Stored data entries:

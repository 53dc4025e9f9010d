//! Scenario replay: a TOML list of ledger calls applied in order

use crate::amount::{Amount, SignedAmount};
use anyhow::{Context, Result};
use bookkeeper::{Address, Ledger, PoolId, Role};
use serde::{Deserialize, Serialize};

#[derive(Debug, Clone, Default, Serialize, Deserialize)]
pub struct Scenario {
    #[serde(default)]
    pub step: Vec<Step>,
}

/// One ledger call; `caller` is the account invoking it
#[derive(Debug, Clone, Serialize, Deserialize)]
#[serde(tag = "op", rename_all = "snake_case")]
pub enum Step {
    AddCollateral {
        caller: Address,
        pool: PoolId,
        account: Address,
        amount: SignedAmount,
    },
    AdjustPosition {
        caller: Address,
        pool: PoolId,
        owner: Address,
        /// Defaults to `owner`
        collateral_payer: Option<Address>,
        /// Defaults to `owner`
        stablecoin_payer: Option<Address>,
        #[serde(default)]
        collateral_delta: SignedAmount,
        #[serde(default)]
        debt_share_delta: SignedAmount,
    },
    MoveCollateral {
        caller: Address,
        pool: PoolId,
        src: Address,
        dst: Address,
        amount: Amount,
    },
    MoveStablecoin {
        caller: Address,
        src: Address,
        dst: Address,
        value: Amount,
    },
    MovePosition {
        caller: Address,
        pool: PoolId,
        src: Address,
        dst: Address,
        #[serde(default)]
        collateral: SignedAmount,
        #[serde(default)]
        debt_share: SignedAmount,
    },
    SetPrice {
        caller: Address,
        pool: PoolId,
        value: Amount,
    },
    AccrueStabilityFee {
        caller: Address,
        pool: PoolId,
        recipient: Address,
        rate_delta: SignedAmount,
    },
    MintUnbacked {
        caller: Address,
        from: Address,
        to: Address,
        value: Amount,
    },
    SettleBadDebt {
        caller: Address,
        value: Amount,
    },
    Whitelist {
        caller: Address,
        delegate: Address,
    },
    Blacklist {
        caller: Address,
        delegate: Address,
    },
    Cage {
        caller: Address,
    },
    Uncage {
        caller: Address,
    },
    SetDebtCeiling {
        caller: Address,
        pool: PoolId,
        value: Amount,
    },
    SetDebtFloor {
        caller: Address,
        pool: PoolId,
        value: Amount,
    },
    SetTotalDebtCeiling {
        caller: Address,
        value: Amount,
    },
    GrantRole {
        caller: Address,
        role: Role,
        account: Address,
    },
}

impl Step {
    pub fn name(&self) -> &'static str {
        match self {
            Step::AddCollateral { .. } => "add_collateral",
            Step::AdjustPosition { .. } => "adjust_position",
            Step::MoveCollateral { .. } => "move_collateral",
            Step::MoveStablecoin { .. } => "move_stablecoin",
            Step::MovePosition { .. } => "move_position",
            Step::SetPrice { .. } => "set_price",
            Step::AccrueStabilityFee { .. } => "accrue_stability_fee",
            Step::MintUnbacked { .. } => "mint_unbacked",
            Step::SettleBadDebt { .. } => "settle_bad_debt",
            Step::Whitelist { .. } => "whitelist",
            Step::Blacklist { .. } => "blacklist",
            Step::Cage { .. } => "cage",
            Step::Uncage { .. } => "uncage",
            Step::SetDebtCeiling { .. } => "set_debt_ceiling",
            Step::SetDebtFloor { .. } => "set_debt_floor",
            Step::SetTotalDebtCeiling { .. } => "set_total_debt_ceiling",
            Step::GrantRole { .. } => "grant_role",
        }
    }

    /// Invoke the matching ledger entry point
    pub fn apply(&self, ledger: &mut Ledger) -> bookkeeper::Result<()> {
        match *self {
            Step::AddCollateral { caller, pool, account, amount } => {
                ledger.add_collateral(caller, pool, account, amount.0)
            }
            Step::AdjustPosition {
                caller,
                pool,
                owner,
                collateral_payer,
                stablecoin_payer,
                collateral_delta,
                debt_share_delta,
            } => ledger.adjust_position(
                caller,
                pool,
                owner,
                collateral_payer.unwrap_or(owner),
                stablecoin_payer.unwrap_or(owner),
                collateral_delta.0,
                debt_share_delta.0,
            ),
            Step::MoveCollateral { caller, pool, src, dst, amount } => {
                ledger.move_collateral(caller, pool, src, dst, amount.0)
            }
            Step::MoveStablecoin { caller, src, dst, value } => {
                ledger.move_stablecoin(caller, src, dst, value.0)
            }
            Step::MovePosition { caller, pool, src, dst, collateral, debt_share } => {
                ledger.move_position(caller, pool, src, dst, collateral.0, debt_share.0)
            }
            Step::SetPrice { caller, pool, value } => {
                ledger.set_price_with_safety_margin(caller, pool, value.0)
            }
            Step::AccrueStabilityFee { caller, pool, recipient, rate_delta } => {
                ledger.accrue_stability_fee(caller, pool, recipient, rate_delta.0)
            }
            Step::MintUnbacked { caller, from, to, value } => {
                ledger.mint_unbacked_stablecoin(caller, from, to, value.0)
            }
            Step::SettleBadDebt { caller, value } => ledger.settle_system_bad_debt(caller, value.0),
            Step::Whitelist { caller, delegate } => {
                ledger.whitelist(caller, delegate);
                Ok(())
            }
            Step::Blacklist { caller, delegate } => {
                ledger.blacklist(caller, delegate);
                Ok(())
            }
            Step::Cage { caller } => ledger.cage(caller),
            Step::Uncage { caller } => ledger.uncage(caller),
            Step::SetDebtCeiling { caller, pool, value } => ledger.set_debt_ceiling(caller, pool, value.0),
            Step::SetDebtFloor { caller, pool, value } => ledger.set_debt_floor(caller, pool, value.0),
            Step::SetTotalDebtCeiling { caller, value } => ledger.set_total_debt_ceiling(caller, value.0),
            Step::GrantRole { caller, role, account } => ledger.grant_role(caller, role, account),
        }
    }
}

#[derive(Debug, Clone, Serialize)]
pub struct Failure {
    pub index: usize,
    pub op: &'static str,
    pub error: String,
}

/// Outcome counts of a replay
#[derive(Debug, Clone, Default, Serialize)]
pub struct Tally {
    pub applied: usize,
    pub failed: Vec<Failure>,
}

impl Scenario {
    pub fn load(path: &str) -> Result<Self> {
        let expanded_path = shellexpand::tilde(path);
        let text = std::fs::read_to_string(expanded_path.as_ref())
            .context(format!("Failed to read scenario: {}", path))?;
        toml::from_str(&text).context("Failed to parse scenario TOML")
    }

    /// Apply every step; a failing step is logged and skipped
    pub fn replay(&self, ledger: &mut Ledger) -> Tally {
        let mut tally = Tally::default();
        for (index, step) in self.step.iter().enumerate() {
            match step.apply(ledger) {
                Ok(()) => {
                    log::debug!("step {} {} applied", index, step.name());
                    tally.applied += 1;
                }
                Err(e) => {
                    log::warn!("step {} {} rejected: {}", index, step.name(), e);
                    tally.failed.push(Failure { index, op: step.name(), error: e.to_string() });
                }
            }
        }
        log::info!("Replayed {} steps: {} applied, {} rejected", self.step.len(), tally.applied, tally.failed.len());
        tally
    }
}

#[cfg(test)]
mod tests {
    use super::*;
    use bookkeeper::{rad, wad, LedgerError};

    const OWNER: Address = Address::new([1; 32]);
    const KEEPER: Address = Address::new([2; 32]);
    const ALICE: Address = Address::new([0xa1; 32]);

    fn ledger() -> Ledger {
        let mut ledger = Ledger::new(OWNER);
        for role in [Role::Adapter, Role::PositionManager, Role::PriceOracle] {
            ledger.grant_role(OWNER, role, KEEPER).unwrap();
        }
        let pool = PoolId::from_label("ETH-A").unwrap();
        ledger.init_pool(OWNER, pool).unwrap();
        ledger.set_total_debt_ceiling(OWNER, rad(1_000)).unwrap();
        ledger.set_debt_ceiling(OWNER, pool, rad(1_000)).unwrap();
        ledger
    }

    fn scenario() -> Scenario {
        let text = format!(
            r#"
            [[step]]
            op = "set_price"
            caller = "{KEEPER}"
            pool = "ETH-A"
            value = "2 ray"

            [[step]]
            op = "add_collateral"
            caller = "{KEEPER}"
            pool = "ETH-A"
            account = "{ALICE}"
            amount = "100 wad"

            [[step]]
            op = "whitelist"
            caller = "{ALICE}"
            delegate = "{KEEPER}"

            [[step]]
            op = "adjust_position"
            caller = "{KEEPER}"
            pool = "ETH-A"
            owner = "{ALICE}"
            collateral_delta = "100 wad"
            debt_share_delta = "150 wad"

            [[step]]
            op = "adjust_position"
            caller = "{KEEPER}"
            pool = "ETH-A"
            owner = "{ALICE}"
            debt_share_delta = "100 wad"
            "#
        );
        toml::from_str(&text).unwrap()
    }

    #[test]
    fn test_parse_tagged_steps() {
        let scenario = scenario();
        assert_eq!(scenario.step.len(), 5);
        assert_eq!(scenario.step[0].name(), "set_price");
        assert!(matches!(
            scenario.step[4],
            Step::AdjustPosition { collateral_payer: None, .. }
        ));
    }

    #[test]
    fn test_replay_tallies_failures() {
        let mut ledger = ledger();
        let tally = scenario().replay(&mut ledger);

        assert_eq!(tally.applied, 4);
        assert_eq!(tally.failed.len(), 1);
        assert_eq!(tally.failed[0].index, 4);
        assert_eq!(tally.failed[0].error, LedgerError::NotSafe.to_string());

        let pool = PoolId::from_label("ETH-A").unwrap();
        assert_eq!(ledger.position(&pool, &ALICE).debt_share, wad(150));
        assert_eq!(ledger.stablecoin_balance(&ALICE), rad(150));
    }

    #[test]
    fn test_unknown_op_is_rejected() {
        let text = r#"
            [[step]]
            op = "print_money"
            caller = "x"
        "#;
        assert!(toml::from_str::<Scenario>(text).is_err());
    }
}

**About this exercise**
Gather each line in the data that holds the string "Clone".

**Result of the task**
#[derive(Debug, Clone, Default, Serialize, Deserialize)]
#[derive(Debug, Clone, Serialize, Deserialize)]
#[derive(Debug, Clone, Serialize)]
#[derive(Debug, Clone, Default, Serialize)]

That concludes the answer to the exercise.